* **Stored data**:
________________________________________
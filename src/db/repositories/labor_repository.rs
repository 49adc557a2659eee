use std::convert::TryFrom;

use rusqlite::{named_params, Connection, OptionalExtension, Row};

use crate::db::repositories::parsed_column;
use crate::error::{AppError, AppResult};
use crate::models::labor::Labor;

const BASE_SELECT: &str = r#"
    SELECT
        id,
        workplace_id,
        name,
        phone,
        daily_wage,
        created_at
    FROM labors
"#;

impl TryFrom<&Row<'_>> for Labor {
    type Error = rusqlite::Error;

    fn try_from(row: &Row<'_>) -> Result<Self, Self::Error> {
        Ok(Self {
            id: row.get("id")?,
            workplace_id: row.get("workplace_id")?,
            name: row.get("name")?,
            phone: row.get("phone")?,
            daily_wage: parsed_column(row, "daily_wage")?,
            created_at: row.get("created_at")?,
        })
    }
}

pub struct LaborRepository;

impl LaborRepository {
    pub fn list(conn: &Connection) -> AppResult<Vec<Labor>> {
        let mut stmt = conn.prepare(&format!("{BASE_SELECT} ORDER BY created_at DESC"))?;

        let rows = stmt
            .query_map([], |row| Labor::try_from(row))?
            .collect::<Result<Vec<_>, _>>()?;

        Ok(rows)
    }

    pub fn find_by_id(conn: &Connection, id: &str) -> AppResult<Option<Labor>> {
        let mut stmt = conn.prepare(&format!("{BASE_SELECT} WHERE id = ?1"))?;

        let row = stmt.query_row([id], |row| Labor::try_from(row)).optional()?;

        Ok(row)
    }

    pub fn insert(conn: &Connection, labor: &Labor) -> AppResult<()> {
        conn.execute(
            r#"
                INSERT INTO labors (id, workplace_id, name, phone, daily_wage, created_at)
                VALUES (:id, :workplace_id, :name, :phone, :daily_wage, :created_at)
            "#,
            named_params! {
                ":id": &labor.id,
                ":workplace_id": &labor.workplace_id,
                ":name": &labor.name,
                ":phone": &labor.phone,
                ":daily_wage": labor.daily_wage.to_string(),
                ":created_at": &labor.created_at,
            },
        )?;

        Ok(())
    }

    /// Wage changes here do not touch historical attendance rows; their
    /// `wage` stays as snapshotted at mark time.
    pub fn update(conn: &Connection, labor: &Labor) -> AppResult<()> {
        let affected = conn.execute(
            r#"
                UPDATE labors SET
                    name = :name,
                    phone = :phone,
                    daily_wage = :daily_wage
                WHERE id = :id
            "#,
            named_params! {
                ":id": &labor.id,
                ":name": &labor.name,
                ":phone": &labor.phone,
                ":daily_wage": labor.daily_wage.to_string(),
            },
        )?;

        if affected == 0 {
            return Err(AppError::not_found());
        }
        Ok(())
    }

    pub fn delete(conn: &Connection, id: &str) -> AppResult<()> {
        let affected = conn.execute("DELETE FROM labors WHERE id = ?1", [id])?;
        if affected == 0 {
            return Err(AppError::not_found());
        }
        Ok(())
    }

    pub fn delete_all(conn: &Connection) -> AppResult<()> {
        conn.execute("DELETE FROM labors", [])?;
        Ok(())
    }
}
________________________________________
* **HOW TO COMPLETE THIS TASK**: Collect the lines of the records that include the string "TryFrom".

* **SOLUTION TO THIS EXERCISE**:
use std::convert::TryFrom;
impl TryFrom<&Row<'_>> for Labor {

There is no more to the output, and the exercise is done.